PhD title: Global fluvial flooding risks under climate change using a global regionalised hydrological model
Every year, floods cause significant social, economic and environmental damage and there is an increasing need for risk assessments of extreme hydro-meteorological hazards as well as sustainable water resources management. To date, only a handful of global hydrological models to simulate long-term water balance, forecast streamflow and assess impacts of environmental changes on flood risks have been developed. Often, these models suffer from a lack of regionalised model parameters and their streamflow simulations can thus be unreliable.
The aim of my project is to develop a regionalised global hydrological model to assess impacts of climate change on flood risks. The focus is on the development of a regionalised model parameterisation method to improve model performance in some parts of the world.
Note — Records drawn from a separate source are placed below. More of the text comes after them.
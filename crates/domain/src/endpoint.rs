//! The fixed set of JSONPlaceholder endpoints.
//!
//! Step text names endpoints by their display name ("Posts", "ToDos", ...);
//! the harness maps that closed set to URL paths. Free-form endpoint strings
//! are rejected at parse time.

use std::fmt;
use std::str::FromStr;

use serde::{Deserialize, Serialize};

use crate::error::{DomainError, DomainResult};

/// A named JSONPlaceholder resource.
#[derive(Debug, Clone, Copy, PartialEq, Eq, Hash, Serialize, Deserialize)]
pub enum Endpoint {
    /// The `/posts` resource.
    Posts,
    /// The `/comments` resource.
    Comments,
    /// The `/albums` resource.
    Albums,
    /// The `/photos` resource.
    Photos,
    /// The `/todos` resource, spelled "ToDos" in step text.
    ToDos,
    /// The `/users` resource.
    Users,
}

impl Endpoint {
    /// Returns all endpoints in the fixed set.
    #[must_use]
    pub const fn all() -> &'static [Self] {
        &[
            Self::Posts,
            Self::Comments,
            Self::Albums,
            Self::Photos,
            Self::ToDos,
            Self::Users,
        ]
    }

    /// Returns the URL path for this endpoint, with the leading slash.
    #[must_use]
    pub const fn path(self) -> &'static str {
        match self {
            Self::Posts => "/posts",
            Self::Comments => "/comments",
            Self::Albums => "/albums",
            Self::Photos => "/photos",
            Self::ToDos => "/todos",
            Self::Users => "/users",
        }
    }

    /// Returns the display name used in step text.
    #[must_use]
    pub const fn display_name(self) -> &'static str {
        match self {
            Self::Posts => "Posts",
            Self::Comments => "Comments",
            Self::Albums => "Albums",
            Self::Photos => "Photos",
            Self::ToDos => "ToDos",
            Self::Users => "Users",
        }
    }
}

impl fmt::Display for Endpoint {
    fn fmt(&self, f: &mut fmt::Formatter<'_>) -> fmt::Result {
        write!(f, "{}", self.display_name())
    }
}

impl FromStr for Endpoint {
    type Err = DomainError;

    fn from_str(s: &str) -> DomainResult<Self> {
        match s {
            "Posts" => Ok(Self::Posts),
            "Comments" => Ok(Self::Comments),
            "Albums" => Ok(Self::Albums),
            "Photos" => Ok(Self::Photos),
            "ToDos" => Ok(Self::ToDos),
            "Users" => Ok(Self::Users),
            other => Err(DomainError::UnknownEndpoint(other.to_string())),
        }
    }
}
//! Response representation.

use serde::{Deserialize, Serialize};
use serde_json::Value;

use crate::error::{DomainError, DomainResult};

/// An HTTP response captured by the harness: status code and raw body.
///
/// The body is kept as text; assertions parse it on demand so a non-JSON
/// body only fails the steps that actually inspect it.
#[derive(Debug, Clone, PartialEq, Eq, Serialize, Deserialize)]
pub struct ApiResponse {
    /// HTTP status code.
    pub status: u16,
    /// Raw response body text.
    pub body: String,
}

impl ApiResponse {
    /// Creates a response from a status code and body text.
    #[must_use]
    pub fn new(status: u16, body: impl Into<String>) -> Self {
        Self {
            status,
            body: body.into(),
        }
    }

    /// Parses the body as JSON.
    ///
    /// # Errors
    ///
    /// Returns [`DomainError::InvalidJson`] when the body is not valid JSON.
    pub fn json(&self) -> DomainResult<Value> {
        serde_json::from_str(&self.body).map_err(|e| DomainError::InvalidJson(e.to_string()))
    }

    /// Parses the body as a JSON array.
    ///
    /// # Errors
    ///
    /// Returns [`DomainError::InvalidJson`] for non-JSON bodies and
    /// [`DomainError::UnexpectedShape`] when the body is JSON but not an
    /// array.
    pub fn json_array(&self) -> DomainResult<Vec<Value>> {
        match self.json()? {
            Value::Array(items) => Ok(items),
            other => Err(DomainError::UnexpectedShape(format!(
                "expected a JSON array, got {}",
                type_name(&other)
            ))),
        }
    }
}

/// Human-readable name of a JSON value's type, for error messages.
#[must_use]
pub(crate) const fn type_name(value: &Value) -> &'static str {
    match value {
        Value::Null => "null",
        Value::Bool(_) => "a boolean",
        Value::Number(_) => "a number",
        Value::String(_) => "a string",
        Value::Array(_) => "an array",
        Value::Object(_) => "an object",
    }
}
//! Scenario world: client, fixtures, and per-scenario response history.
//!
//! Cucumber constructs a fresh world for every scenario, which is the
//! history-reset semantics the harness relies on.

use cucumber::World;
use restcheck_domain::RequestSpec;
use restcheck_harness::{
    ApiClient, FixtureStore, HarnessConfig, HarnessResult, ScenarioContext, Verifier,
};

/// State shared by the step definitions within one scenario.
#[derive(Debug, World)]
#[world(init = Self::build)]
pub struct ApiWorld {
    client: ApiClient,
    fixtures: FixtureStore,
    /// Responses received so far in this scenario, in order.
    pub ctx: ScenarioContext,
}

impl ApiWorld {
    fn build() -> HarnessResult<Self> {
        let config = HarnessConfig::from_env();
        Ok(Self {
            client: ApiClient::new(&config)?,
            fixtures: FixtureStore::new(&config),
            ctx: ScenarioContext::new(),
        })
    }

    /// Issues the request and records the response; a transport failure
    /// fails the step.
    pub async fn send(&mut self, spec: RequestSpec) {
        match self.client.execute(&spec).await {
            Ok(response) => self.ctx.record(response),
            Err(e) => panic!("request failed: {e}"),
        }
    }

    /// A verifier over this world's fixture store.
    pub fn verifier(&self) -> Verifier<'_> {
        Verifier::new(&self.fixtures)
    }

    /// Turns a harness result into a step outcome.
    pub fn check(result: HarnessResult<()>) {
        if let Err(e) = result {
            panic!("{e}");
        }
    }
}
I will then use the improved model to model global flood hazards under climate change using the most recent climate reanalysis and global climate model outputs.
This PhD project is jointly funded by the Faculty of Science of UEA and The Amar-Franses and Foster-Jenkins Trust.
Publications
Warren, R., Price, J., Graham, E., Forstenhaeusler, N. and Vanderwal, J. (2018) The projected effect on insects, vertebrates, and plants of limiting global warming to 1.5°C rather than 2°C. Science, 360 (6390). pp. 791-795.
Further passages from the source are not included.